Agreement on goals for therapy, which is related to alliance. You both need to be clear on what the client wants from therapy, make sure it’s achievable and useful, and be working toward that
Return client contact (e.g., calls) within about 24 hours; Saporito (2003) found a failure to do so was reported by clients as having a significant impact on their decision to stop attending
Too long of a wait for a first session can cause clients to no show, especially if it’s longer than a week (Barrett, 2007). If we can’t see the client that promptly, it can help to connect for a brief phone call to introduce ourselves and discuss presenting concerns, expectations etc
Ask about what worked and didn’t work in previous therapy. This not only gets you actionable information but also demonstrates to clients that you care, will ask good questions, and will listen
Listen to the podcast Very Bad Therapy, where the hosts interview clients and discuss bad therapy experiences as well as how they resolved, or what clients hoped could have happened to repair the relationship (shocking results: they say that most issues in session arise from therapist defensiveness, a failure of tracking/responsiveness when applying what is normally a reasonable intervention or statement, or a failure of the therapist to take responsibility and apologize for mistakes)
It takes courage to do an honest self-assessment, and even more so to show our work to our peers and supervisor. But we do this to improve. What each of us needs to improve is unique, and the nature of our locality and place of work will also inform best practices. The more we can set ourselves, but not our identities, aside and deeply listen to our clients, the more likely they are to feel witnessed, and increasingly safe to open up.
Get feedback often and be open to discussing it and reflecting. Few things are more off-putting in a therapist than arrogance or condescension. Solicit feedback from your clients regularly, your peers, and certainly your supervisor or a more senior therapist. Ideally supervisors will directly observe the session via recorded video (audio is okay but less useful), and seek informed consent before recording clients. One-way mirrors are great and allow for impactful team-based therapy interventions (e.g., reflection teams), though this is a somewhat rare setup to have physically.
Merely describing what happened in a session to your supervisor/colleague is far less useful than video because we’re all limited by our own perception, egos, things we fail to notice and/or understand, our preconceptions, and gaps in knowledge. Don’t forget about our bad days, being exhausted, going through divorce, etc. So! Show video. Some clients dislike the idea, but you might be surprised by how often clients say yes. My experience has been that at least 30 or 40% of clients I ask to record a session are happy todo so when I explain the purpose and the cyber security measures and so on.
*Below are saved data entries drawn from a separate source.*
/// Replays recovery state, then drains the queued sends in arrival order,
/// and only then flips the transport to connected.
async fn adopt(
    shared: &Arc<FailoverShared>,
    uri: BrokerUri,
    transport: Arc<TcpTransport>,
) -> Result<()> {
    // Becomes the active transport before replay so that dispatches the
    // broker sends in response to replayed consumers reach the application;
    // application sends still wait on the connected flag.
    *shared.active.lock().expect("active lock poisoned") = Some(Arc::clone(&transport));
    *shared.connected_uri.lock().expect("uri lock poisoned") = Some(uri.clone());

    let plan = shared
        .tracker
        .lock()
        .expect("tracker lock poisoned")
        .recovery_plan();

    let replayed = plan.commands.len();
    for command in plan.commands {
        transport.oneway(command).await?;
    }
    if replayed > 0 {
        tracing::info!(uri = %uri, commands = replayed, "replayed recovery state");
    }
    for response in plan.in_doubt {
        if let Some(listener) = shared.app_listener() {
            listener.on_command(Command::ExceptionResponse(response));
        }
    }

    // Drain queued sends; the connected flag flips under the queue lock so
    // nothing can slip in between the final pop and the flip.
    loop {
        let item = {
            let mut queue = shared.queue.lock().expect("queue lock poisoned");
            match queue.pop_front() {
                Some(item) => item,
                None => {
                    let _ = shared.status_tx.send_replace(FailoverStatus::Connected);
                    break;
                }
            }
        };
        match item {
            QueuedSend::Oneway { command, done } => {
                let result = transport.oneway(command.clone()).await;
                if result.is_ok() {
                    shared.track(&command);
                }
                let failed = result.is_err();
                let _ = done.send(result);
                if failed {
                    return Err(OpenWireError::Connection(
                        "transport failed while draining queued sends".to_string(),
                    ));
                }
            }
            QueuedSend::Request {
                command,
                timeout,
                reply,
            } => match transport.send_request(command.clone()).await {
                Ok(pending) => {
                    shared.track(&command);
                    tokio::spawn(async move {
                        let _ = reply.send(pending.wait(timeout).await);
                    });
                }
                Err(e) => {
                    let _ = reply.send(Err(e));
                    return Err(OpenWireError::Connection(
                        "transport failed while draining queued sends".to_string(),
                    ));
                }
            },
        }
    }

    shared.emit(ConnectionEvent::Connected {
        uri: uri.to_string(),
    });
    if let Some(listener) = shared.app_listener() {
        listener.transport_resumed();
    }
    tracing::info!(uri = %uri, "failover transport connected");

    tokio::spawn(fill_backups(Arc::clone(shared)));
    Ok(())
}

/// One full reconnect cycle: try backups and pool URIs with backoff until a
/// connection is adopted or the attempt budget is spent.
async fn establish(shared: &Arc<FailoverShared>) -> Result<()> {
    let config = &shared.config;
    let max_attempts = if shared.first_connection.load(Ordering::Acquire)
        && config.startup_max_reconnect_attempts() > 0
    {
        config.startup_max_reconnect_attempts()
    } else {
        config.max_reconnect_attempts()
    };

    let mut attempt: u32 = 0;
    let mut delay = config.initial_reconnect_delay();

    loop {
        if shared.closed.load(Ordering::Acquire) {
            return Err(OpenWireError::Connection(
                "failover transport is closed".to_string(),
            ));
        }

        if let Some((uri, backup)) = take_backup(shared) {
            tracing::info!(uri = %uri, "promoting warm backup connection");
            match adopt(shared, uri.clone(), backup).await {
                Ok(()) => {
                    shared.first_connection.store(false, Ordering::Release);
                    return Ok(());
                }
                Err(e) => {
                    tracing::warn!(uri = %uri, error = %e, "backup promotion failed");
                    shared.pool.lock().expect("pool lock poisoned").release(uri);
                }
            }
        }

        let uri = shared.pool.lock().expect("pool lock poisoned").acquire();
        if let Some(uri) = uri {
            attempt += 1;
            shared.emit(ConnectionEvent::ReconnectAttempt {
                uri: uri.to_string(),
                attempt,
            });
            tracing::debug!(uri = %uri, attempt, "attempting broker connection");

            match connect_one(shared, &uri).await {
                Ok(transport) => match adopt(shared, uri.clone(), transport).await {
                    Ok(()) => {
                        shared.first_connection.store(false, Ordering::Release);
                        return Ok(());
                    }
                    Err(e) => {
                        tracing::warn!(uri = %uri, error = %e, "connection adopted then failed");
                        shared.pool.lock().expect("pool lock poisoned").release(uri);
                    }
                },
                Err(e) => {
                    tracing::warn!(uri = %uri, attempt, error = %e, "connection attempt failed");
                    shared.pool.lock().expect("pool lock poisoned").release(uri);
                }
            }
        }

        if max_attempts > 0 && attempt >= max_attempts {
            return Err(OpenWireError::ConnectionFailed(format!(
                "failed to connect to any broker after {} attempts",
                attempt
            )));
        }

        tokio::time::sleep(delay).await;
        delay = next_reconnect_delay(delay, config);
    }
}

async fn reconnect_loop(shared: Arc<FailoverShared>) {
    loop {
        shared.reconnect.notified().await;
        if shared.closed.load(Ordering::Acquire) {
            return;
        }
        if shared.status() == FailoverStatus::Connected {
            continue;
        }
        let _ = shared.status_tx.send_replace(FailoverStatus::Connecting);

        match establish(&shared).await {
            Ok(()) => {}
            Err(OpenWireError::ConnectionFailed(reason)) => {
                tracing::error!(error = %reason, "reconnection abandoned");
                let _ = shared.status_tx.send_replace(FailoverStatus::Failed);
                shared.emit(ConnectionEvent::ReconnectFailed {
                    error: reason.clone(),
                });
                shared.fail_queue(|| OpenWireError::ConnectionFailed(reason.clone()));
                if let Some(listener) = shared.app_listener() {
                    listener.on_exception(OpenWireError::ConnectionFailed(reason.clone()));
                }
                return;
            }
            Err(_) => {
                // Closed while connecting.
                return;
            }
        }
    }
}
Feedback is tremendously valuable for reducing no shows and early client dropout, so improving the ability to solicit useful feedback gives a therapist a real path to ongoing growth as a clinician
We all have areas for improvement, and I encourage you to address yours gently and with persistence. We have to research and, most importantly, deliberately practice whichever skill we’re targeting at the time. Experiment with the idea of approaching your current skills and this task with total curiosity. Not self-judgement, or confidence, or anything like that. Curiosity. Being disappointed by failure is understandable, but it shouldn’t turn into bitterness or spite directed at yourself.